For each line below that holds "widen", return the line as it stands.
(PROVIDED MATERIAL begins)
// ugBC - A retargetable BASIC compiler creating binaries for 8-bit home computers
// Copyright (C) 2026  Marcel Joachim Kloubert <marcel@kloubert.dev>
//
// This program is free software: you can redistribute it and/or modify
// it under the terms of the GNU Affero General Public License as published by
// the Free Software Foundation, either version 3 of the License, or
// (at your option) any later version.
//
// This program is distributed in the hope that it will be useful,
// but WITHOUT ANY WARRANTY; without even the implied warranty of
// MERCHANTABILITY or FITNESS FOR A PARTICULAR PURPOSE.  See the
// GNU Affero General Public License for more details.
//
// You should have received a copy of the GNU Affero General Public License
// along with this program.  If not, see <https://www.gnu.org/licenses/>.

//! Procedures: definition, calls and results.
//!
//! A procedure body is emitted where it is written, jumped over by the
//! code around it. Parameters and locals are static variables named after
//! the procedure; arguments are copied into them before the call. The
//! value of `RETURN value` / `END PROC[value]` lands in a result variable
//! the caller copies out.

use super::variables::VariableEmitter;
use crate::backend::Value;
use crate::control::FrameKind;
use crate::environment::Environment;
use crate::error::{ErrorCode, Result};
use crate::symbols::{Parameter, Procedure, ProcedureId, Variable, VariableId, VariableScope};
use crate::types::VariableType;

/// Extension trait for procedures.
pub trait ProcedureEmitter {
    /// Register a procedure found by the pre-scan, before any call to it.
    fn declare_procedure(
        &mut self,
        name: &str,
        parameters: Vec<Parameter>,
        parallel: bool,
    ) -> Result<ProcedureId>;

    /// `DECLARE PROC name AT address [ON registers]`: an external routine.
    fn declare_external(
        &mut self,
        name: &str,
        address: u16,
        parameters: Vec<Parameter>,
    ) -> Result<ProcedureId>;

    /// `[PARALLEL] PROCEDURE name[...]`.
    fn begin_procedure(&mut self, name: &str) -> Result<ProcedureId>;

    /// `END PROC [value]`.
    fn end_procedure(&mut self, result: Option<VariableId>) -> Result<()>;

    /// `RETURN value` or `EXIT PROC` inside a procedure.
    fn return_value(&mut self, value: Option<VariableId>) -> Result<()>;

    /// `name[args]`, `CALL name[args]` or `PROC name[args]`.
    ///
    /// Returns a copy of the result when the procedure produces one.
    fn call_procedure(&mut self, name: &str, args: &[VariableId]) -> Result<Option<VariableId>>;
}

/// Registers accepted by `DECLARE PROC ... ON`, per processor.
fn registers(cpu: &str) -> &'static [&'static str] {
    match cpu {
        "6809" => &["A", "B", "D", "X", "Y", "U"],
        _ => &["A", "X", "Y"],
    }
}

impl Environment {
    /// Entry label of a parameterless procedure `name` that may be called.
    pub(crate) fn callable_procedure(&mut self, name: &str) -> Result<String> {
        let id = self.find_procedure_or_fail(name)?;
        let procedure = self.symbols.procedure(id);
        if procedure.protothread {
            return Err(self.error(
                ErrorCode::CallOnParallelProcedure,
                format!("{} is a parallel procedure and must be spawned", name),
            ));
        }
        Ok(self.entry_of(id))
    }

    pub(crate) fn find_procedure_or_fail(&self, name: &str) -> Result<ProcedureId> {
        self.symbols.find_procedure(name).ok_or_else(|| {
            self.error(
                ErrorCode::UndefinedProcedure,
                format!("undefined procedure {}", name),
            )
        })
    }

    fn entry_of(&self, id: ProcedureId) -> String {
        let procedure = self.symbols.procedure(id);
        match (procedure.declared, procedure.address) {
            (true, Some(address)) => format!("${:04X}", address),
            _ => procedure.real_name.clone(),
        }
    }

    /// Static locals receiving the arguments of `id`.
    fn bind_parameters(&mut self, id: ProcedureId) {
        let procedure = self.symbols.procedure(id).clone();
        let mut parameters = procedure.parameters;
        for parameter in parameters.iter_mut() {
            let real_name = format!(
                "_{}_{}",
                crate::symbols::sanitize(&procedure.name),
                crate::symbols::sanitize(&parameter.name)
            );
            let mut variable = Variable::new(
                parameter.name.clone(),
                real_name,
                parameter.var_type,
                parameter.precision,
                VariableScope::Local(id),
            );
            variable.threaded = procedure.protothread;
            variable.assigned = true;
            let variable = self.symbols.add_variable(variable);
            self.symbols.bind_local(id, &parameter.name, variable);
            parameter.variable = Some(variable);
        }
        self.symbols.procedure_mut(id).parameters = parameters;
    }

    /// The result variable of `id`, created with `ty` on first need.
    fn result_variable(&mut self, id: ProcedureId, ty: VariableType) -> VariableId {
        if let Some(result) = self.symbols.procedure(id).result {
            return result;
        }
        let ty = match ty {
            t if t.is_integer() && t.size(self.precision()) < 2 => {
                if t.is_signed() {
                    VariableType::SWord
                } else {
                    VariableType::Word
                }
            }
            VariableType::String => VariableType::DString,
            t => t,
        };
        let procedure = self.symbols.procedure(id);
        let mut variable = Variable::new(
            format!("{}[]", procedure.name),
            format!("{}_RESULT", procedure.real_name),
            ty,
            self.precision(),
            VariableScope::Local(id),
        );
        variable.used = true;
        let result = self.symbols.add_variable(variable);
        self.symbols.procedure_mut(id).result = Some(result);
        result
    }

    fn store_result(&mut self, id: ProcedureId, value: VariableId) -> Result<()> {
        let ty = self.type_of(value);
        let result = self.result_variable(id, ty);
        self.assign(result, value)
    }

    /// Leave the procedure being compiled.
    fn leave_procedure(&mut self, id: ProcedureId) -> Result<()> {
        if self.symbols.procedure(id).protothread {
            self.protothread_finish(id)
        } else {
            self.target.cpu.ret(&mut self.out);
            Ok(())
        }
    }

    fn load_register(&mut self, register: &str, value: VariableId) -> Result<()> {
        let cpu = self.target.cpu.name();
        let register = register.to_ascii_uppercase();
        if !registers(cpu).contains(&register.as_str()) {
            return Err(self.error(
                ErrorCode::SyntaxError,
                format!("{} has no register {}", cpu, register),
            ));
        }
        let wide = cpu == "6809" && matches!(register.as_str(), "D" | "X" | "Y" | "U");
        let operand = match self.value_of(value) {
            Value::Immediate(v) if wide => format!("#${:04X}", v & 0xFFFF),
            Value::Immediate(v) => format!("#${:02X}", v & 0xFF),
            Value::Memory(name) => name,
        };
        self.touch(value);
        self.out.code(format!("LD{} {}", register, operand));
        Ok(())
    }
}

impl ProcedureEmitter for Environment {
    fn declare_procedure(
        &mut self,
        name: &str,
        parameters: Vec<Parameter>,
        parallel: bool,
    ) -> Result<ProcedureId> {
        let mut procedure = Procedure::new(name, self.span);
        procedure.parameters = parameters;
        procedure.protothread = parallel;
        let declared = self.symbols.declare_procedure(procedure);
        let id = self.located(declared)?;
        self.bind_parameters(id);
        log::debug!("procedure {} declared (parallel: {})", name, parallel);
        Ok(id)
    }

    fn declare_external(
        &mut self,
        name: &str,
        address: u16,
        parameters: Vec<Parameter>,
    ) -> Result<ProcedureId> {
        let mut procedure = Procedure::new(name, self.span);
        procedure.parameters = parameters;
        procedure.declared = true;
        procedure.defined = true;
        procedure.address = Some(address);
        let declared = self.symbols.declare_procedure(procedure);
        let id = self.located(declared)?;
        self.bind_parameters(id);
        Ok(id)
    }

    fn begin_procedure(&mut self, name: &str) -> Result<ProcedureId> {
        let span = self.span;
        let begun = self.symbols.begin_procedure(name, span);
        let id = self.located(begun)?;
        let real_name = self.symbols.procedure(id).real_name.clone();
        self.control
            .push(FrameKind::Procedure { id }, &real_name, Some(id), self.line, span);
        self.target
            .cpu
            .jump(&mut self.out, &format!("{}_end", real_name));
        self.out.boundary(format!("procedure {}", name));
        self.out.label(real_name);
        if self.symbols.procedure(id).protothread {
            self.protothread_prologue(id);
        }
        Ok(id)
    }

    fn end_procedure(&mut self, result: Option<VariableId>) -> Result<()> {
        let popped = self.control.pop_expecting(
            |k| matches!(k, FrameKind::Procedure { .. }),
            ErrorCode::EndProcOutsideProcedure,
            "END PROC",
        );
        let frame = self.located(popped)?;
        let FrameKind::Procedure { id } = frame.kind else {
            return Err(self.error(ErrorCode::InternalError, "inconsistent PROCEDURE frame"));
        };
        if let Some(value) = result {
            self.store_result(id, value)?;
        }
        self.leave_procedure(id)?;
        if self.symbols.procedure(id).protothread {
            self.protothread_epilogue(id)?;
        }
        let name = self.symbols.procedure(id).name.clone();
        self.out.boundary(format!("end of procedure {}", name));
        self.out.label(frame.end_label);
        let ended = self.symbols.end_procedure();
        self.located(ended)?;
        Ok(())
    }

    fn return_value(&mut self, value: Option<VariableId>) -> Result<()> {
        let Some(id) = self.symbols.current_procedure() else {
            return Err(self.error(
                ErrorCode::ReturnOutsideProcedure,
                "RETURN with a value outside of a procedure",
            ));
        };
        if let Some(value) = value {
            self.store_result(id, value)?;
        }
        self.leave_procedure(id)
    }

    fn call_procedure(&mut self, name: &str, args: &[VariableId]) -> Result<Option<VariableId>> {
        let id = self.find_procedure_or_fail(name)?;
        let procedure = self.symbols.procedure(id).clone();
        if procedure.protothread {
            return Err(self.error(
                ErrorCode::CallOnParallelProcedure,
                format!("{} is a parallel procedure and must be spawned", name),
            ));
        }
        if procedure.parameters.len() != args.len() {
            return Err(self.error(
                ErrorCode::WrongNumberOfParameters,
                format!(
                    "{} takes {} parameters, {} given",
                    name,
                    procedure.parameters.len(),
                    args.len()
                ),
            ));
        }
        for (parameter, arg) in procedure.parameters.iter().zip(args) {
            match (&parameter.register, parameter.variable) {
                (Some(register), _) => self.load_register(register, *arg)?,
                (None, Some(variable)) => self.assign(variable, *arg)?,
                (None, None) => {}
            }
        }
        let entry = self.entry_of(id);
        self.target.cpu.call(&mut self.out, &entry);

        let result = match procedure.result {
            Some(result) => result,
            None if procedure.declared => return Ok(None),
            // Called before its body: the result is a signed word until proven otherwise.
            None => self.result_variable(id, VariableType::SWord),
        };
        let ty = self.type_of(result);
        let copy = self.temporary(ty, "procedure result");
        if ty == VariableType::DString {
            let name = self.real_name(copy);
            self.target.cpu.copy(&mut self.out, &Value::imm(0), &name, 1);
        }
        self.assign(copy, result)?;
        Ok(Some(copy))
    }
}
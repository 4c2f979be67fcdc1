// ugBC - A retargetable BASIC compiler creating binaries for 8-bit home computers
// Copyright (C) 2026  Marcel Joachim Kloubert <marcel@kloubert.dev>
//
// This program is free software: you can redistribute it and/or modify
// it under the terms of the GNU Affero General Public License as published by
// the Free Software Foundation, either version 3 of the License, or
// (at your option) any later version.
//
// This program is distributed in the hope that it will be useful,
// but WITHOUT ANY WARRANTY; without even the implied warranty of
// MERCHANTABILITY or FITNESS FOR A PARTICULAR PURPOSE.  See the
// GNU Affero General Public License for more details.
//
// You should have received a copy of the GNU Affero General Public License
// along with this program.  If not, see <https://www.gnu.org/licenses/>.

//! Parser module for ugBASIC.
//!
//! The parser is a single-pass recursive descent over the token stream.
//! It builds no tree: every statement and expression calls the code
//! generation verbs of [`crate::codegen`] on the [`Environment`] as soon as
//! it is recognized, and expressions evaluate to the variable holding
//! their value.
//!
//! Before the main pass a pre-scan declares every procedure, so calls may
//! precede definitions, and notes whether DATA holds floating point
//! literals.
//!
//! # Module Structure
//!
//! - `blocks` - Procedures, threads and timers (BlockParser trait)
//! - `control_flow` - Conditionals, loops and jumps (ControlFlowParser trait)
//! - `data_blocks` - DATA, READ, RESTORE and disk storage (DataBlockParser trait)
//! - `directives` - OPTION and DEFINE (DirectiveParser trait)
//! - `expressions` - Expression parsing (ExpressionParser trait)
//! - `helpers` - Token stream navigation and error handling (ParserHelpers trait)
//! - `media` - Graphics, sprites, tiles and sound (MediaParser trait)
//! - `statements` - Statement dispatch and simple statements (StatementParser trait)
//! - `types` - Type and parameter list parsing (TypeParser trait)

pub mod blocks;
pub mod control_flow;
pub mod data_blocks;
pub mod directives;
pub mod expressions;
pub mod helpers;
pub mod media;
pub mod statements;
pub mod types;

use helpers::ParserHelpers;
use statements::StatementParser;
use types::TypeParser;

use crate::codegen::{FlowEmitter, ProcedureEmitter};
use crate::environment::Environment;
use crate::error::{CompileError, ErrorCode, Span};
use crate::lexer::{tokenize, Token};
use crate::symbols::LabelTarget;

/// Words that begin a statement even when a `:` follows them.
const STATEMENT_WORDS: &[&str] = &["RANDOMIZE"];

/// The parser state.
pub struct Parser<'a> {
    /// The token stream to parse.
    pub(crate) tokens: &'a [(Token, Span)],
    /// Current position in the token stream.
    pub(crate) position: usize,
    /// Code generation state driven by the parser.
    pub(crate) env: &'a mut Environment,
    /// Byte offset of the start of every source line.
    line_starts: Vec<usize>,
}

impl<'a> Parser<'a> {
    /// Create a new parser for the given token stream.
    pub fn new(tokens: &'a [(Token, Span)], env: &'a mut Environment, source: &str) -> Self {
        let line_starts = std::iter::once(0)
            .chain(source.match_indices('\n').map(|(i, _)| i + 1))
            .collect();
        Self {
            tokens,
            position: 0,
            env,
            line_starts,
        }
    }

    /// One-based source line holding `span`.
    pub(crate) fn line_of(&self, span: Span) -> usize {
        self.line_starts.partition_point(|&start| start <= span.start)
    }

    // ========================================
    // Program Parsing
    // ========================================

    /// Compile the complete program.
    pub fn parse(&mut self) -> Result<(), CompileError> {
        self.prescan()?;
        while !self.is_at_end() {
            self.parse_line()?;
        }
        Ok(())
    }

    /// Declare procedures and gather program-wide facts.
    fn prescan(&mut self) -> Result<(), CompileError> {
        let mut in_data = false;
        for index in 0..self.tokens.len() {
            match &self.tokens[index].0 {
                Token::Procedure
                    if !(index > 0 && matches!(self.tokens[index - 1].0, Token::Declare)) =>
                {
                    let parallel =
                        index > 0 && matches!(self.tokens[index - 1].0, Token::Parallel);
                    self.position = index + 1;
                    let span = self.tokens[index].1;
                    let name = self.expect_identifier("a procedure name")?.to_ascii_uppercase();
                    let parameters = self.parse_parameters()?;
                    self.env.set_position(span, self.line_of(span));
                    self.env.declare_procedure(&name, parameters, parallel)?;
                }
                Token::Data => in_data = true,
                Token::Float(_) if in_data => self.env.features.data_float = true,
                token if token.is_statement_end() => in_data = false,
                _ => {}
            }
        }
        self.position = 0;
        Ok(())
    }

    /// Compile one source line: an optional line number or label, then
    /// statements separated by `:`.
    fn parse_line(&mut self) -> Result<(), CompileError> {
        if let Some(Token::Integer(number)) = self.peek() {
            let number = *number;
            let span = self.peek_span().unwrap_or_else(|| self.previous_span());
            self.advance();
            let line = u32::try_from(number).map_err(|_| {
                CompileError::new(
                    ErrorCode::ValueOutOfRange,
                    format!("line number {} out of range", number),
                    span,
                )
            })?;
            self.env.set_position(span, self.line_of(span));
            self.env.define_label(LabelTarget::Line(line))?;
        } else if self.at_label() {
            let span = self.peek_span().unwrap_or_else(|| self.previous_span());
            let name = self.expect_identifier("a label")?.to_ascii_uppercase();
            self.advance();
            self.env.set_position(span, self.line_of(span));
            self.env.define_label(LabelTarget::Name(name))?;
        }

        loop {
            match self.peek() {
                None => return Ok(()),
                Some(Token::Newline) => {
                    self.advance();
                    return self.env.end_inline_ifs();
                }
                Some(Token::Colon) => {
                    self.advance();
                }
                Some(_) => {
                    let span = self.peek_span().unwrap_or_else(|| self.previous_span());
                    self.env.set_position(span, self.line_of(span));
                    self.env.symbols.reset_temporaries();
                    self.parse_statement()?;
                    if !self.at_statement_end() {
                        return Err(self.unexpected("end of statement"));
                    }
                }
            }
        }
    }

    /// `name:` at the start of a line.
    fn at_label(&self) -> bool {
        match (self.peek(), self.peek_ahead(1)) {
            (Some(Token::Identifier(name)), Some(Token::Colon)) => !STATEMENT_WORDS
                .iter()
                .any(|w| name.eq_ignore_ascii_case(w)),
            _ => false,
        }
    }
}

/// Compile `source` into `env`.
///
/// Checks that need the whole program (open blocks, undefined labels)
/// are left to the caller.
pub fn parse_program(env: &mut Environment, source: &str) -> Result<(), CompileError> {
    let tokens = tokenize(source)?;
    let mut parser = Parser::new(&tokens, env, source);
    parser.parse()
}

#[cfg(test)]
mod tests {
    use super::*;
    use crate::codegen::testing::{c64, calls, code};
    use crate::types::VariableType;

    /// Helper to parse source code directly into a C64 environment.
    fn parse_source(source: &str) -> Result<Environment, CompileError> {
        let mut env = c64();
        parse_program(&mut env, source)?;
        Ok(env)
    }

    fn error_of(source: &str) -> ErrorCode {
        parse_source(source).err().map(|e| e.code).unwrap()
    }

    // ========================================
    // Parser Creation Tests
    // ========================================

    #[test]
    fn test_parser_creation() {
        let tokens = vec![];
        let mut env = c64();
        let parser = Parser::new(&tokens, &mut env, "");
        assert!(parser.is_at_end());
    }

    #[test]
    fn test_line_of_span() {
        let tokens = vec![];
        let mut env = c64();
        let parser = Parser::new(&tokens, &mut env, "CLS\nPRINT 1\n");
        assert_eq!(parser.line_of(Span::new(0, 3)), 1);
        assert_eq!(parser.line_of(Span::new(4, 9)), 2);
    }

    // ========================================
    // Program Structure Tests
    // ========================================

    #[test]
    fn test_statements_separated_by_colon() {
        let env = parse_source("DIM A AS BYTE : A = 10 : PRINT A").unwrap();
        assert_eq!(calls(&env, "PRINTN8"), 1);
        let a = env.symbols.lookup("A").unwrap();
        assert_eq!(env.symbols.variable(a).var_type, VariableType::Byte);
    }

    #[test]
    fn test_line_numbers_become_labels() {
        let env = parse_source("10 CLS\n20 GOTO 10").unwrap();
        assert!(env.symbols.labels.is_defined(&LabelTarget::Line(10)));
        assert!(code(&env).contains(&"JMP _line10".to_string()));
    }

    #[test]
    fn test_named_label() {
        let env = parse_source("start:\nGOTO start").unwrap();
        assert!(env
            .symbols
            .labels
            .is_defined(&LabelTarget::Name("START".to_string())));
    }

    #[test]
    fn test_randomize_is_not_a_label() {
        let env = parse_source("RANDOMIZE: CLS").unwrap();
        assert_eq!(calls(&env, "TEXTCLS"), 1);
    }

    #[test]
    fn test_procedures_are_declared_before_use() {
        let env = parse_source("CALL later\nEND\nPROCEDURE later\nCLS\nEND PROC").unwrap();
        assert!(env.symbols.find_procedure("LATER").is_some());
    }

    #[test]
    fn test_float_data_is_noticed() {
        let env = parse_source("DATA 1, 2.5").unwrap();
        assert!(env.features.data_float);
        let env = parse_source("DATA 1, 2\nA = 2.5").unwrap();
        assert!(!env.features.data_float);
    }

    #[test]
    fn test_trailing_tokens_are_rejected() {
        assert_eq!(error_of("CLS 1"), ErrorCode::SyntaxError);
    }

    #[test]
    fn test_keywords_ignore_case() {
        let env = parse_source("dim a as byte : a = 1 : print a").unwrap();
        assert_eq!(calls(&env, "PRINTN8"), 1);
    }
}
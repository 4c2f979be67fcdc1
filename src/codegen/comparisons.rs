// ugBC - A retargetable BASIC compiler creating binaries for 8-bit home computers
// Copyright (C) 2026  Marcel Joachim Kloubert <marcel@kloubert.dev>
//
// This program is free software: you can redistribute it and/or modify
// it under the terms of the GNU Affero General Public License as published by
// the Free Software Foundation, either version 3 of the License, or
// (at your option) any later version.
//
// This program is distributed in the hope that it will be useful,
// but WITHOUT ANY WARRANTY; without even the implied warranty of
// MERCHANTABILITY or FITNESS FOR A PARTICULAR PURPOSE.  See the
// GNU Affero General Public License for more details.
//
// You should have received a copy of the GNU Affero General Public License
// along with this program.  If not, see <https://www.gnu.org/licenses/>.

//! Relational operators.
//!
//! Every comparison yields a `BYTE` holding $FF for true and $00 for
//! false, so that `AND`, `OR` and `NOT` work on its result bitwise.
//! Strings compare through the pool routine `DSCMP` and floats through
//! `FPCMP`; both leave 0 (equal), 1 (less) or 2 (greater) in `MATHR`.

use super::conversions::ConversionEmitter;
use super::strings::StringEmitter;
use crate::backend::{Comparison, Value};
use crate::environment::Environment;
use crate::error::{ErrorCode, Result};
use crate::symbols::VariableId;
use crate::types::{widen, VariableType};

/// Extension trait for comparisons.
pub trait ComparisonEmitter {
    /// `a <cmp> b`.
    fn compare(&mut self, cmp: Comparison, a: VariableId, b: VariableId) -> Result<VariableId>;
}

impl Environment {
    /// Turn the three-way result left in `MATHR` into a truth value.
    fn three_way(&mut self, cmp: Comparison) -> VariableId {
        let (test, outcome) = match cmp {
            Comparison::Eq => (Comparison::Eq, 0),
            Comparison::Ne => (Comparison::Ne, 0),
            Comparison::Lt => (Comparison::Eq, 1),
            Comparison::Ge => (Comparison::Ne, 1),
            Comparison::Gt => (Comparison::Eq, 2),
            Comparison::Le => (Comparison::Ne, 2),
        };
        let result = self.temporary(VariableType::Byte, "comparison");
        let name = self.real_name(result);
        self.target.cpu.compare(
            &mut self.out,
            test,
            &Value::mem("MATHR"),
            &Value::imm(outcome),
            1,
            false,
            &name,
        );
        result
    }

    fn compare_strings(&mut self, cmp: Comparison, a: VariableId, b: VariableId) -> Result<VariableId> {
        let first = self.dstring_of(a)?;
        let second = self.dstring_of(b)?;
        self.load(first, "DSA", 1);
        self.load(second, "DSB", 1);
        self.call_runtime("dstring", "DSCMP")?;
        let result = self.three_way(cmp);
        self.consume_dstring(first)?;
        self.consume_dstring(second)?;
        Ok(result)
    }

    fn compare_floats(&mut self, cmp: Comparison, a: VariableId, b: VariableId) -> Result<VariableId> {
        let a = self.cast(a, VariableType::Float)?;
        let b = self.cast(b, VariableType::Float)?;
        let bytes = self.width(a);
        self.load(a, "FPA", bytes);
        self.load(b, "FPB", bytes);
        self.call_runtime("float", "FPCMP")?;
        Ok(self.three_way(cmp))
    }
}

impl ComparisonEmitter for Environment {
    fn compare(&mut self, cmp: Comparison, a: VariableId, b: VariableId) -> Result<VariableId> {
        let (ta, tb) = (self.type_of(a), self.type_of(b));
        if ta.is_string() || tb.is_string() {
            if !(ta.is_string() && tb.is_string()) {
                return Err(self.error(
                    ErrorCode::CompareUnsupported,
                    format!("cannot compare {} with {}", ta, tb),
                ));
            }
            return self.compare_strings(cmp, a, b);
        }
        if !ta.is_numeric() || !tb.is_numeric() {
            return Err(self.error(
                ErrorCode::CompareUnsupported,
                format!("cannot compare {} with {}", ta, tb),
            ));
        }
        let common = widen(
            self.symbols.variable(a).type_info(),
            self.symbols.variable(b).type_info(),
        )
        .ty;
        if common.is_float() {
            return self.compare_floats(cmp, a, b);
        }
        // Mixed signedness compares in the signed type of the wider width.
        let common = if ta.is_signed() != tb.is_signed() {
            common.signed()
        } else {
            common
        };
        let va = self.operand(a, common);
        let vb = self.operand(b, common);
        let bytes = common.size(self.precision()).max(1);
        let result = self.temporary(VariableType::Byte, "comparison");
        let name = self.real_name(result);
        self.target
            .cpu
            .compare(&mut self.out, cmp, &va, &vb, bytes, common.is_signed(), &name);
        Ok(result)
    }
}

#[cfg(test)]
mod tests {
    use super::super::testing::{c64, calls, code};
    use super::super::variables::VariableEmitter;
    use super::*;

    #[test]
    fn test_constants_are_compared_at_runtime() {
        let mut env = c64();
        let two = env.integer_constant(2);
        let one = env.integer_constant(1);
        let result = env.compare(Comparison::Gt, two, one).unwrap();
        assert_eq!(env.type_of(result), VariableType::Byte);
        let lines = code(&env);
        assert_eq!(lines[0], "SEC");
        assert_eq!(lines[1], "LDA #$01");
        assert_eq!(lines[2], "SBC #$02");
    }

    #[test]
    fn test_word_equality_checks_every_byte() {
        let mut env = c64();
        let w = env.define_variable("W", VariableType::Word).unwrap();
        let k = env.integer_constant(1000);
        env.compare(Comparison::Eq, w, k).unwrap();
        let compares = code(&env).iter().filter(|l| l.starts_with("CMP")).count();
        assert_eq!(compares, 2);
    }

    #[test]
    fn test_strings_use_three_way_routine() {
        let mut env = c64();
        let s = env.define_variable("S$", VariableType::DString).unwrap();
        let k = env.string_constant("YES");
        env.compare(Comparison::Ne, s, k).unwrap();
        assert_eq!(calls(&env, "DSCMP"), 1);
        assert_eq!(calls(&env, "DSFREE"), 1);
    }

    #[test]
    fn test_floats_use_runtime() {
        let mut env = c64();
        let f = env.define_variable("F", VariableType::Float).unwrap();
        let i = env.integer_constant(3);
        env.compare(Comparison::Le, f, i).unwrap();
        assert_eq!(calls(&env, "FPCMP"), 1);
    }

    #[test]
    fn test_string_with_number_is_rejected() {
        let mut env = c64();
        let s = env.string_constant("A");
        let n = env.integer_constant(1);
        let err = env.compare(Comparison::Eq, s, n).unwrap_err();
        assert_eq!(err.code, ErrorCode::CompareUnsupported);
    }
}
(PROVIDED MATERIAL ends)
ANSWER:
use crate::types::{widen, VariableType};
        let common = widen(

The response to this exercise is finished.